◆ To do:
In the material below, which lines hold the word "NonFinitePoint"? Pick each one out.

◆ Data to examine:
————————

//! Display-to-buffer coordinate mapping.
//!
//! Pointer events arrive in display units: the laid-out size of the
//! surface on screen. Stamps must land in buffer space, the native pixel
//! grid of the source image. The two differ whenever the image is scaled
//! to fit its viewport, so every pointer position is rescaled by
//! `buffer / display` on each axis before it reaches the stamp renderer.

use crate::types::{Dimensions, DisplayExtent, MapError, Point};

/// Map a display-space position into the buffer's native pixel space.
///
/// `bufferX = displayX * (bufferWidth / displayWidth)` and likewise for
/// Y. No clamping is applied: positions outside the surface map outside
/// the buffer and are clipped later by the stamp renderer.
///
/// # Errors
///
/// Returns [`MapError::DegenerateDisplay`] if either display axis is
/// zero, negative or non-finite (surface not laid out yet), and
/// [`MapError::NonFinitePoint`] if the pointer position is NaN or
/// infinite, and [`MapError::Overflow`] if the scaled position is not
/// finite.
pub fn map_to_buffer_space(
    display_point: Point,
    display: DisplayExtent,
    buffer: Dimensions,
) -> Result<Point, MapError> {
    if !is_usable_extent(display.width) || !is_usable_extent(display.height) {
        return Err(MapError::DegenerateDisplay {
            width: display.width,
            height: display.height,
        });
    }
    if !display_point.is_finite() {
        return Err(MapError::NonFinitePoint {
            x: display_point.x,
            y: display_point.y,
        });
    }

    let scale_x = f64::from(buffer.width) / display.width;
    let scale_y = f64::from(buffer.height) / display.height;
    let mapped = Point::new(display_point.x * scale_x, display_point.y * scale_y);
    if !mapped.is_finite() {
        return Err(MapError::Overflow {
            x: display_point.x,
            y: display_point.y,
        });
    }
    Ok(mapped)
}

fn is_usable_extent(value: f64) -> bool {
    value.is_finite() && value > 0.0
}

————————

◆ Response below:
/// [`MapError::NonFinitePoint`] if the pointer position is NaN or
        return Err(MapError::NonFinitePoint {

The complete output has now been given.